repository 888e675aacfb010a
// SPDX-FileCopyrightText: 2026 Concierge Contributors
// SPDX-License-Identifier: MIT OR Apache-2.0

//! Server-Sent Events for POST /chat/stream.
//!
//! Each [`StreamEvent`] becomes one `data: <json>` frame:
//! ```text
//! data: {"event":"start","agent":"Task Helper","model":"gemini-1.5-flash-8b"}
//!
//! data: {"event":"delta","content":"1. Preheat the oven"}
//!
//! data: {"event":"complete","ok":true}
//! ```

use std::convert::Infallible;

use axum::extract::State;
use axum::response::sse::{Event, Sse};
use axum::Json;
use concierge_core::{ConciergeError, StreamEvent};
use futures::stream::{self, Stream};

use crate::error::ApiError;
use crate::handlers::ChatRequest;
use crate::server::GatewayState;

/// POST /chat/stream
///
/// A blank query is rejected with 400 before any event is sent.
pub async fn post_chat_stream(
    State(state): State<GatewayState>,
    Json(body): Json<ChatRequest>,
) -> Result<Sse<impl Stream<Item = Result<Event, Infallible>>>, ApiError> {
    if body.query.trim().is_empty() {
        return Err(ConciergeError::empty_query().into());
    }
    let query = body.into_query(&state).await?;
    let rx = state.chat.stream(query)?;

    let events = stream::unfold(rx, |mut rx| async move {
        let event = rx.recv().await?;
        Some((Ok(to_frame(&event)), rx))
    });
    Ok(Sse::new(events))
}

fn to_frame(event: &StreamEvent) -> Event {
    Event::default().data(frame_data(event))
}

/// The JSON payload of one frame.
fn frame_data(event: &StreamEvent) -> String {
    serde_json::to_string(event).unwrap_or_else(|e| {
        serde_json::json!({"event": "error", "message": format!("unencodable event: {e}")})
            .to_string()
    })
}
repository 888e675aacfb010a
// SPDX-FileCopyrightText: 2026 Concierge Contributors
// SPDX-License-Identifier: MIT OR Apache-2.0

//! Core library for the Concierge gateway.
//!
//! This crate provides the error type, the domain types that flow between
//! the router, the providers and storage, and the adapter traits every
//! provider and storage backend implements.

pub mod error;
pub mod traits;
pub mod types;

pub use error::ConciergeError;
pub use types::{
    AdapterType, Completion, HealthStatus, HistoryFilter, Interaction, ModelId, Persona,
    ProviderKind, Query, StreamEvent,
};

pub use traits::{AccountStore, InteractionSink, PluginAdapter, ProviderAdapter, StorageAdapter};
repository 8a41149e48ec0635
pub mod user_service;

pub use user_service::*;
use utoipa::OpenApi;

#[derive(OpenApi)]
#[openapi(
    info(
        title = "User Service API",
        version = "1.0.0",
        description = "CRUD API for the user resource, backed by MongoDB.\n\n**Fields:**\n- `_id` is assigned by the database on creation and rendered as a hex string\n- `name` is required and must be non-empty\n- `admin` is server-controlled on creation and always false for new users"
    ),
    paths(
        // Health
        crate::api::health::health_check,

        // Users
        crate::api::users::get_users,
        crate::api::users::get_user,
        crate::api::users::add_user,
        crate::api::users::update_user,
        crate::api::users::delete_user,
    ),
    components(
        schemas(
            crate::api::health::HealthResponse,
            crate::models::user::UserResponse,
            crate::models::user::CreateUserRequest,
            crate::models::user::UpdateUserRequest,
        )
    ),
    tags(
        (name = "Health", description = "Health check endpoint for monitoring service status."),
        (name = "Users", description = "User management endpoints. Create, list, fetch, update and delete users."),
    )
)]
pub struct ApiDoc;
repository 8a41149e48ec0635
use mongodb::bson::oid::ObjectId;
use serde::{Deserialize, Serialize};

/// User document as stored in the `users` collection
#[derive(Debug, Clone, Serialize, Deserialize)]
pub struct User {
    #[serde(rename = "_id", skip_serializing_if = "Option::is_none")]
    pub id: Option<ObjectId>,

    pub name: String,

    /// Server-controlled flag. Always false on creation, settable via PUT.
    #[serde(default)]
    pub admin: bool,
}

/// Request to create a user. `admin` is accepted but ignored —
/// new users are never created as admin.
#[derive(Debug, Deserialize, utoipa::ToSchema)]
pub struct CreateUserRequest {
    #[serde(default)]
    pub name: String,
    #[serde(default)]
    pub admin: bool,
}

/// Request to update a user. `name` is applied only when non-empty;
/// `admin` is always applied, absent means false.
#[derive(Debug, Deserialize, utoipa::ToSchema)]
pub struct UpdateUserRequest {
    #[serde(default)]
    pub name: String,
    #[serde(default)]
    pub admin: bool,
}

/// User as rendered on the wire, with the ObjectId as a hex string
#[derive(Debug, Serialize, utoipa::ToSchema)]
pub struct UserResponse {
    #[serde(rename = "_id")]
    pub id: String,
    pub name: String,
    pub admin: bool,
}

impl From<User> for UserResponse {
    fn from(u: User) -> Self {
        UserResponse {
            id: u.id.map(|id| id.to_hex()).unwrap_or_default(),
            name: u.name,
            admin: u.admin,
        }
    }
}
use mongodb::{Client, Collection, Database};
use std::env;
use std::error::Error;

#[derive(Clone)]
pub struct MongoDB {
    client: Client,
    db: Database,
}

impl MongoDB {
    /// Builds the connection URI from MONGO_* environment variables.
    /// Credentials are included only when both username and password are set.
    pub async fn from_env() -> Result<Self, Box<dyn Error>> {
        let host = env::var("MONGO_HOST").unwrap_or_else(|_| "localhost:27017".to_string());
        let db_name = env::var("MONGO_DATABASE").unwrap_or_else(|_| "user_service".to_string());

        let uri = match (env::var("MONGO_USERNAME"), env::var("MONGO_PASSWORD")) {
            (Ok(username), Ok(password)) => {
                format!("mongodb://{}:{}@{}/{}", username, password, host, db_name)
            }
            _ => format!("mongodb://{}/{}", host, db_name),
        };

        Self::new(&uri).await
    }

    pub async fn new(uri: &str) -> Result<Self, Box<dyn Error>> {
        let mut client_options = mongodb::options::ClientOptions::parse(uri).await?;

        // Connection pool tuning
        client_options.max_pool_size = Some(20);
        client_options.min_pool_size = Some(5);
        client_options.max_idle_time = Some(std::time::Duration::from_secs(300));

        client_options.connect_timeout = Some(std::time::Duration::from_secs(5));
        client_options.server_selection_timeout = Some(std::time::Duration::from_secs(5));

        let client = Client::with_options(client_options)?;

        // Extract database name from URI or use default
        let db_name = uri
            .split('/')
            .last()
            .and_then(|s| s.split('?').next())
            .filter(|s| !s.is_empty())
            .unwrap_or("user_service");

        let db = client.database(db_name);

        // Test connection
        db.list_collection_names().await?;

        Ok(Self { client, db })
    }

    pub fn collection<T: Send + Sync>(&self, name: &str) -> Collection<T> {
        self.db.collection(name)
    }

    pub fn database(&self) -> &Database {
        &self.db
    }

    pub fn client(&self) -> &Client {
        &self.client
    }
}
----
ASSIGNED TASK. Restate all of the material exactly.

TASK SOLUTION.
repository 888e675aacfb010a
// SPDX-FileCopyrightText: 2026 Concierge Contributors
// SPDX-License-Identifier: MIT OR Apache-2.0

//! Server-Sent Events for POST /chat/stream.
//!
//! Each [`StreamEvent`] becomes one `data: <json>` frame:
//! ```text
//! data: {"event":"start","agent":"Task Helper","model":"gemini-1.5-flash-8b"}
//!
//! data: {"event":"delta","content":"1. Preheat the oven"}
//!
//! data: {"event":"complete","ok":true}
//! ```

use std::convert::Infallible;

use axum::extract::State;
use axum::response::sse::{Event, Sse};
use axum::Json;
use concierge_core::{ConciergeError, StreamEvent};
use futures::stream::{self, Stream};

use crate::error::ApiError;
use crate::handlers::ChatRequest;
use crate::server::GatewayState;

/// POST /chat/stream
///
/// A blank query is rejected with 400 before any event is sent.
pub async fn post_chat_stream(
    State(state): State<GatewayState>,
    Json(body): Json<ChatRequest>,
) -> Result<Sse<impl Stream<Item = Result<Event, Infallible>>>, ApiError> {
    if body.query.trim().is_empty() {
        return Err(ConciergeError::empty_query().into());
    }
    let query = body.into_query(&state).await?;
    let rx = state.chat.stream(query)?;

    let events = stream::unfold(rx, |mut rx| async move {
        let event = rx.recv().await?;
        Some((Ok(to_frame(&event)), rx))
    });
    Ok(Sse::new(events))
}

fn to_frame(event: &StreamEvent) -> Event {
    Event::default().data(frame_data(event))
}

/// The JSON payload of one frame.
fn frame_data(event: &StreamEvent) -> String {
    serde_json::to_string(event).unwrap_or_else(|e| {
        serde_json::json!({"event": "error", "message": format!("unencodable event: {e}")})
            .to_string()
    })
}
repository 888e675aacfb010a
// SPDX-FileCopyrightText: 2026 Concierge Contributors
// SPDX-License-Identifier: MIT OR Apache-2.0

//! Core library for the Concierge gateway.
//!
//! This crate provides the error type, the domain types that flow between
//! the router, the providers and storage, and the adapter traits every
//! provider and storage backend implements.

pub mod error;
pub mod traits;
pub mod types;

pub use error::ConciergeError;
pub use types::{
    AdapterType, Completion, HealthStatus, HistoryFilter, Interaction, ModelId, Persona,
    ProviderKind, Query, StreamEvent,
};

pub use traits::{AccountStore, InteractionSink, PluginAdapter, ProviderAdapter, StorageAdapter};
repository 8a41149e48ec0635
pub mod user_service;

pub use user_service::*;
use utoipa::OpenApi;

#[derive(OpenApi)]
#[openapi(
    info(
        title = "User Service API",
        version = "1.0.0",
        description = "CRUD API for the user resource, backed by MongoDB.\n\n**Fields:**\n- `_id` is assigned by the database on creation and rendered as a hex string\n- `name` is required and must be non-empty\n- `admin` is server-controlled on creation and always false for new users"
    ),
    paths(
        // Health
        crate::api::health::health_check,

        // Users
        crate::api::users::get_users,
        crate::api::users::get_user,
        crate::api::users::add_user,
        crate::api::users::update_user,
        crate::api::users::delete_user,
    ),
    components(
        schemas(
            crate::api::health::HealthResponse,
            crate::models::user::UserResponse,
            crate::models::user::CreateUserRequest,
            crate::models::user::UpdateUserRequest,
        )
    ),
    tags(
        (name = "Health", description = "Health check endpoint for monitoring service status."),
        (name = "Users", description = "User management endpoints. Create, list, fetch, update and delete users."),
    )
)]
pub struct ApiDoc;
repository 8a41149e48ec0635
use mongodb::bson::oid::ObjectId;
use serde::{Deserialize, Serialize};

/// User document as stored in the `users` collection
#[derive(Debug, Clone, Serialize, Deserialize)]
pub struct User {
    #[serde(rename = "_id", skip_serializing_if = "Option::is_none")]
    pub id: Option<ObjectId>,

    pub name: String,

    /// Server-controlled flag. Always false on creation, settable via PUT.
    #[serde(default)]
    pub admin: bool,
}

/// Request to create a user. `admin` is accepted but ignored —
/// new users are never created as admin.
#[derive(Debug, Deserialize, utoipa::ToSchema)]
pub struct CreateUserRequest {
    #[serde(default)]
    pub name: String,
    #[serde(default)]
    pub admin: bool,
}

/// Request to update a user. `name` is applied only when non-empty;
/// `admin` is always applied, absent means false.
#[derive(Debug, Deserialize, utoipa::ToSchema)]
pub struct UpdateUserRequest {
    #[serde(default)]
    pub name: String,
    #[serde(default)]
    pub admin: bool,
}

/// User as rendered on the wire, with the ObjectId as a hex string
#[derive(Debug, Serialize, utoipa::ToSchema)]
pub struct UserResponse {
    #[serde(rename = "_id")]
    pub id: String,
    pub name: String,
    pub admin: bool,
}

impl From<User> for UserResponse {
    fn from(u: User) -> Self {
        UserResponse {
            id: u.id.map(|id| id.to_hex()).unwrap_or_default(),
            name: u.name,
            admin: u.admin,
        }
    }
}
use mongodb::{Client, Collection, Database};
use std::env;
use std::error::Error;

#[derive(Clone)]
pub struct MongoDB {
    client: Client,
    db: Database,
}

impl MongoDB {
    /// Builds the connection URI from MONGO_* environment variables.
    /// Credentials are included only when both username and password are set.
    pub async fn from_env() -> Result<Self, Box<dyn Error>> {
        let host = env::var("MONGO_HOST").unwrap_or_else(|_| "localhost:27017".to_string());
        let db_name = env::var("MONGO_DATABASE").unwrap_or_else(|_| "user_service".to_string());

        let uri = match (env::var("MONGO_USERNAME"), env::var("MONGO_PASSWORD")) {
            (Ok(username), Ok(password)) => {
                format!("mongodb://{}:{}@{}/{}", username, password, host, db_name)
            }
            _ => format!("mongodb://{}/{}", host, db_name),
        };

        Self::new(&uri).await
    }

    pub async fn new(uri: &str) -> Result<Self, Box<dyn Error>> {
        let mut client_options = mongodb::options::ClientOptions::parse(uri).await?;

        // Connection pool tuning
        client_options.max_pool_size = Some(20);
        client_options.min_pool_size = Some(5);
        client_options.max_idle_time = Some(std::time::Duration::from_secs(300));

        client_options.connect_timeout = Some(std::time::Duration::from_secs(5));
        client_options.server_selection_timeout = Some(std::time::Duration::from_secs(5));

        let client = Client::with_options(client_options)?;

        // Extract database name from URI or use default
        let db_name = uri
            .split('/')
            .last()
            .and_then(|s| s.split('?').next())
            .filter(|s| !s.is_empty())
            .unwrap_or("user_service");

        let db = client.database(db_name);

        // Test connection
        db.list_collection_names().await?;

        Ok(Self { client, db })
    }

    pub fn collection<T: Send + Sync>(&self, name: &str) -> Collection<T> {
        self.db.collection(name)
    }

    pub fn database(&self) -> &Database {
        &self.db
    }

    pub fn client(&self) -> &Client {
        &self.client
    }
}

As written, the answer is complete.